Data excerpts
# # # #

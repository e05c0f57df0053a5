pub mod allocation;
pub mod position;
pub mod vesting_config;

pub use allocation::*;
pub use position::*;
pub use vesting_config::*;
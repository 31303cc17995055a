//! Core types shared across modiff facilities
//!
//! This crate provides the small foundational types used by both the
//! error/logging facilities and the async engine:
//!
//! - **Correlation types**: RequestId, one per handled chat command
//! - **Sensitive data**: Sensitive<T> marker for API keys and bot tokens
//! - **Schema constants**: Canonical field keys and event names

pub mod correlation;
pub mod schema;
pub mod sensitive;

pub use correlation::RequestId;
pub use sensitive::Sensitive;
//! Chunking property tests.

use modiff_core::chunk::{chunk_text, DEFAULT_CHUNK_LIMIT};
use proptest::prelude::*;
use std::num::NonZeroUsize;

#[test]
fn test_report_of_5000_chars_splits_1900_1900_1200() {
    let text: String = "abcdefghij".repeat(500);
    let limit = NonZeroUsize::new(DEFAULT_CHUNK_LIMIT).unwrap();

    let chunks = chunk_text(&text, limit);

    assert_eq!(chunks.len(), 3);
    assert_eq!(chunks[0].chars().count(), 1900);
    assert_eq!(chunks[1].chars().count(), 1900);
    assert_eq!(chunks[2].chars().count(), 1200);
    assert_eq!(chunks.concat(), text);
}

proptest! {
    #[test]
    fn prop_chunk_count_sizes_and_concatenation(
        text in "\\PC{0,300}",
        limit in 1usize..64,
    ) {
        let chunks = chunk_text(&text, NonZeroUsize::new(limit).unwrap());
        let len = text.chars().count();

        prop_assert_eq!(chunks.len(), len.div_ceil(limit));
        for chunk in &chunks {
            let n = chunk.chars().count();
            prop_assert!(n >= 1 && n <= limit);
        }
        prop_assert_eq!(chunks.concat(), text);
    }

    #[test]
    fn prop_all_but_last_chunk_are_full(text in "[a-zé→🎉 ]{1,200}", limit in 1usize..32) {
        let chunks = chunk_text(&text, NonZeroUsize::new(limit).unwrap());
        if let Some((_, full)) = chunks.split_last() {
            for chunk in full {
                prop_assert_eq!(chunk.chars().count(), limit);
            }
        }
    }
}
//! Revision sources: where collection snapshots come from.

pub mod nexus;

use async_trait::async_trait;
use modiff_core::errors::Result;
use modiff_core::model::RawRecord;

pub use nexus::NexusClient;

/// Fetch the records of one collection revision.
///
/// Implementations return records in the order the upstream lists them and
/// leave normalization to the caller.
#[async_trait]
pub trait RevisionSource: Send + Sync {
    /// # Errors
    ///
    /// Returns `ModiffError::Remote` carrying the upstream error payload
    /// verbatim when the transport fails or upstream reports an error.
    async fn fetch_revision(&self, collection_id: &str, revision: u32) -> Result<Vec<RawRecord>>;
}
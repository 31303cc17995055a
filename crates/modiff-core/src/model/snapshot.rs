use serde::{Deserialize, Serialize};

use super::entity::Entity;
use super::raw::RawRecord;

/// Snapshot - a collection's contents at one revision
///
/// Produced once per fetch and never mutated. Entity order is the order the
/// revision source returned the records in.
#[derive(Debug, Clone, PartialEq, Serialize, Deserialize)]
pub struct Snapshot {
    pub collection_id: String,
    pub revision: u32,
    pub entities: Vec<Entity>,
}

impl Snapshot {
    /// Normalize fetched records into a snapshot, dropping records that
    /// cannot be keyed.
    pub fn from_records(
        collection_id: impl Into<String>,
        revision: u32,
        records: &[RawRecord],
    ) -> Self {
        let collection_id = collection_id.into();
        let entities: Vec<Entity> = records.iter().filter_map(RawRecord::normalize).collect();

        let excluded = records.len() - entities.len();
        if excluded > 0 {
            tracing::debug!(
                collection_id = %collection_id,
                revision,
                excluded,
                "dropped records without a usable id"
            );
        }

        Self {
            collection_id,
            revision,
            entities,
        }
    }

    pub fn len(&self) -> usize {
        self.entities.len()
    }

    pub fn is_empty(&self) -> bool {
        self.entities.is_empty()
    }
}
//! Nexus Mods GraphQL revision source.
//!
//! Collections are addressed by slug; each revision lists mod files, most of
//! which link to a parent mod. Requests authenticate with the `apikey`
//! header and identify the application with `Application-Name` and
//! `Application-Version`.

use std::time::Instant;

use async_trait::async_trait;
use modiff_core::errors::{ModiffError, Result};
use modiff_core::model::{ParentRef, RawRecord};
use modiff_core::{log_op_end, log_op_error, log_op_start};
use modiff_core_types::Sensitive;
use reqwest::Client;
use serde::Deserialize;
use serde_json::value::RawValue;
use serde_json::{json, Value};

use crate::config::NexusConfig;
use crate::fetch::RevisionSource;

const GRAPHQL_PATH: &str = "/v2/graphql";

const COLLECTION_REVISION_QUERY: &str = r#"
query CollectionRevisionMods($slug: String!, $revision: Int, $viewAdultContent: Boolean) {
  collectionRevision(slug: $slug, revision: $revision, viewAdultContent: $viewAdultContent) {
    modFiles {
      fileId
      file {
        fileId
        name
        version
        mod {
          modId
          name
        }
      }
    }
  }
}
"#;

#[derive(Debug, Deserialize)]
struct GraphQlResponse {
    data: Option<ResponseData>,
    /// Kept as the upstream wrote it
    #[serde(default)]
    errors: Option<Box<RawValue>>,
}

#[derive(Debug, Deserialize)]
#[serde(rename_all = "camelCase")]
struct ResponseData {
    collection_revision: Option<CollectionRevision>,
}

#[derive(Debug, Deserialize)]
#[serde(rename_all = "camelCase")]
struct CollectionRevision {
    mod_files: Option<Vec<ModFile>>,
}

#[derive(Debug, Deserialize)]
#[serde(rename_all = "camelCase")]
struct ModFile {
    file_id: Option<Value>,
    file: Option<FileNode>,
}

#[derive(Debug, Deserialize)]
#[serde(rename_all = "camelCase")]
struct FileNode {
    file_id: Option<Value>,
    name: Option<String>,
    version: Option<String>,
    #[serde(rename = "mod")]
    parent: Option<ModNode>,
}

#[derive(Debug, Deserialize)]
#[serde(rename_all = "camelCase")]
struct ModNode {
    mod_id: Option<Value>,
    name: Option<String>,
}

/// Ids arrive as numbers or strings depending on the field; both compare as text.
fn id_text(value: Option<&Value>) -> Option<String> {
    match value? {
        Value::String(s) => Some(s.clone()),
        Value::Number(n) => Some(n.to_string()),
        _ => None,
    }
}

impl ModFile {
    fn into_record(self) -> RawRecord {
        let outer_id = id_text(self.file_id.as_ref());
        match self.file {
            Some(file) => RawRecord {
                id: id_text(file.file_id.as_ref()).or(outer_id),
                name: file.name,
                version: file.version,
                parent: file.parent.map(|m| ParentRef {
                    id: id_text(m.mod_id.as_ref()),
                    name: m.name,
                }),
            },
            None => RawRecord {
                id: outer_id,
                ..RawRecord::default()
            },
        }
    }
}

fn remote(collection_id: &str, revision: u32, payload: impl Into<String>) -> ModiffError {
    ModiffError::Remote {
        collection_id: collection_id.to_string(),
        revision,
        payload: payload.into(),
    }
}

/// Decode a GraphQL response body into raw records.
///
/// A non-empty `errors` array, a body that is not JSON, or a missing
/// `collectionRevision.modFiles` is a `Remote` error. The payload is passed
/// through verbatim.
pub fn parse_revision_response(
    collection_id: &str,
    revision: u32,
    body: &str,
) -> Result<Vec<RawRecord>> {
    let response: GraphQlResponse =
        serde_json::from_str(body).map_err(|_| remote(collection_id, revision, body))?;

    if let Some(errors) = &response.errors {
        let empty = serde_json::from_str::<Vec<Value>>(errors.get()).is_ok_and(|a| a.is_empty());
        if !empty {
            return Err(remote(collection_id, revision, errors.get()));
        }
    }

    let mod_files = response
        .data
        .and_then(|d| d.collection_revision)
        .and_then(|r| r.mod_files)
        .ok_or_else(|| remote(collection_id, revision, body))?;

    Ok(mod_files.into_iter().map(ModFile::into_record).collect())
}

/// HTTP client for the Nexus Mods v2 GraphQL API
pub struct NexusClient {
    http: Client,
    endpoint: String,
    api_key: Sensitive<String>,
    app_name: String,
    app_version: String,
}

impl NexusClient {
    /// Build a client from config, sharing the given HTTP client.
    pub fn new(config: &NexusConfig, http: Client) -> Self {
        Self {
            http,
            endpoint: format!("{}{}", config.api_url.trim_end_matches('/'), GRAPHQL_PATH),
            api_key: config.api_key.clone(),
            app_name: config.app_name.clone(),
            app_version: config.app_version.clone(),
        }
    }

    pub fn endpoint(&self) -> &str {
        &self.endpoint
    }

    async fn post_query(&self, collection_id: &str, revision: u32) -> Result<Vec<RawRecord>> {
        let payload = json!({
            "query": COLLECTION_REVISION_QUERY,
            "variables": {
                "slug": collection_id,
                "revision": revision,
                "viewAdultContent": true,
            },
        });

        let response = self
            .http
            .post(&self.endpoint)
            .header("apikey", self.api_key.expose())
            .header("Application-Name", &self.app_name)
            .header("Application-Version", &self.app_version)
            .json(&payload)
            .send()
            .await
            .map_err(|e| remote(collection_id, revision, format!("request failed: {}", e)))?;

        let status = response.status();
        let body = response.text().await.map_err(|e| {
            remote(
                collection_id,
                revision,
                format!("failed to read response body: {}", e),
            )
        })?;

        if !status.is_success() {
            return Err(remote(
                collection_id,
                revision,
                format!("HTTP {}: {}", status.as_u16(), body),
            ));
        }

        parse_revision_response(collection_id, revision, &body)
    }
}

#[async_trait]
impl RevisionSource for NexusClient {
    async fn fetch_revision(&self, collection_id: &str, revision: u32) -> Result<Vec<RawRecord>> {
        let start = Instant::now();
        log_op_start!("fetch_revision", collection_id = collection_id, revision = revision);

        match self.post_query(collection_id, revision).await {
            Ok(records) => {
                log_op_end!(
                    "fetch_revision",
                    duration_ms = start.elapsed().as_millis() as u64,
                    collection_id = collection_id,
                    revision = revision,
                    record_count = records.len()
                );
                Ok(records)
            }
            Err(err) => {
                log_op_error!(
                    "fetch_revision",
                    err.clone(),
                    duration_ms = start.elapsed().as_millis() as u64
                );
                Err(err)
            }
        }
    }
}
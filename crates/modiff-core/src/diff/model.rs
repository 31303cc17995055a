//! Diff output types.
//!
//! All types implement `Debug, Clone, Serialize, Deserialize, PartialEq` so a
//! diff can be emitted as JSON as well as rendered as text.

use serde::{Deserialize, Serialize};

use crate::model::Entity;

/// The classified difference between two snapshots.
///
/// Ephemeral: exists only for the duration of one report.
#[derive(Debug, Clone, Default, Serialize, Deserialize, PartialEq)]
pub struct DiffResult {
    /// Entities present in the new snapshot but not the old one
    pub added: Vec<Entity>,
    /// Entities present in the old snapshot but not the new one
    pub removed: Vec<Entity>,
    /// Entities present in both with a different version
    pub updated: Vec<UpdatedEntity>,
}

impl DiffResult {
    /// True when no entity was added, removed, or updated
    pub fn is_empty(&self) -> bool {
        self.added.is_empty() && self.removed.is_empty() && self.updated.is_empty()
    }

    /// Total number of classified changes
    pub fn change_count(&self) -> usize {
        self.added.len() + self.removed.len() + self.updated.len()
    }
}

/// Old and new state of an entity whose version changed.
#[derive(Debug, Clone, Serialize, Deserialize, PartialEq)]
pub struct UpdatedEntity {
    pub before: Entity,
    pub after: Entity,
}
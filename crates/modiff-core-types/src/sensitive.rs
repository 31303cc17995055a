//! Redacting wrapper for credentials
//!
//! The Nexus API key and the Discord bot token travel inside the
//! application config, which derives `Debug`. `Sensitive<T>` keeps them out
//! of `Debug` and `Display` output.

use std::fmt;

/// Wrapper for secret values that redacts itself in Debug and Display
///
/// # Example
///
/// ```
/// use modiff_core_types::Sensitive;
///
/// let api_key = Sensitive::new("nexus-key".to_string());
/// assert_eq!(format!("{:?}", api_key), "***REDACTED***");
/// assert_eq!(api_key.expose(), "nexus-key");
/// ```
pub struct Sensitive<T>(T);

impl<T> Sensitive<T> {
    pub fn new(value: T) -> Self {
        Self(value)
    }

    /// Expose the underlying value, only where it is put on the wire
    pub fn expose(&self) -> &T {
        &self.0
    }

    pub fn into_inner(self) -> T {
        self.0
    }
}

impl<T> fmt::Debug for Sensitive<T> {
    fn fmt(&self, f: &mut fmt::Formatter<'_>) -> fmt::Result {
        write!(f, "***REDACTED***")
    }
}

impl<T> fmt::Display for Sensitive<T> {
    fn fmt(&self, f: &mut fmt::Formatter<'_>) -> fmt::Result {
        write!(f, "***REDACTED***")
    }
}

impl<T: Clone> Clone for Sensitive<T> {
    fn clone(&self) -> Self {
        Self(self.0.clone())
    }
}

# # # #

All that belongs in the answer is an exact copy of the lines from the start of the records above through the line with "pub mod nexus;".

repository e05c0f57df0053a5
pub mod allocation;
pub mod position;
pub mod vesting_config;

pub use allocation::*;
pub use position::*;
pub use vesting_config::*;
repository 31303cc17995055a
//! Core types shared across modiff facilities
//!
//! This crate provides the small foundational types used by both the
//! error/logging facilities and the async engine:
//!
//! - **Correlation types**: RequestId, one per handled chat command
//! - **Sensitive data**: Sensitive<T> marker for API keys and bot tokens
//! - **Schema constants**: Canonical field keys and event names

pub mod correlation;
pub mod schema;
pub mod sensitive;

pub use correlation::RequestId;
pub use sensitive::Sensitive;
//! Chunking property tests.

use modiff_core::chunk::{chunk_text, DEFAULT_CHUNK_LIMIT};
use proptest::prelude::*;
use std::num::NonZeroUsize;

#[test]
fn test_report_of_5000_chars_splits_1900_1900_1200() {
    let text: String = "abcdefghij".repeat(500);
    let limit = NonZeroUsize::new(DEFAULT_CHUNK_LIMIT).unwrap();

    let chunks = chunk_text(&text, limit);

    assert_eq!(chunks.len(), 3);
    assert_eq!(chunks[0].chars().count(), 1900);
    assert_eq!(chunks[1].chars().count(), 1900);
    assert_eq!(chunks[2].chars().count(), 1200);
    assert_eq!(chunks.concat(), text);
}

proptest! {
    #[test]
    fn prop_chunk_count_sizes_and_concatenation(
        text in "\\PC{0,300}",
        limit in 1usize..64,
    ) {
        let chunks = chunk_text(&text, NonZeroUsize::new(limit).unwrap());
        let len = text.chars().count();

        prop_assert_eq!(chunks.len(), len.div_ceil(limit));
        for chunk in &chunks {
            let n = chunk.chars().count();
            prop_assert!(n >= 1 && n <= limit);
        }
        prop_assert_eq!(chunks.concat(), text);
    }

    #[test]
    fn prop_all_but_last_chunk_are_full(text in "[a-zé→🎉 ]{1,200}", limit in 1usize..32) {
        let chunks = chunk_text(&text, NonZeroUsize::new(limit).unwrap());
        if let Some((_, full)) = chunks.split_last() {
            for chunk in full {
                prop_assert_eq!(chunk.chars().count(), limit);
            }
        }
    }
}
//! Revision sources: where collection snapshots come from.

pub mod nexus;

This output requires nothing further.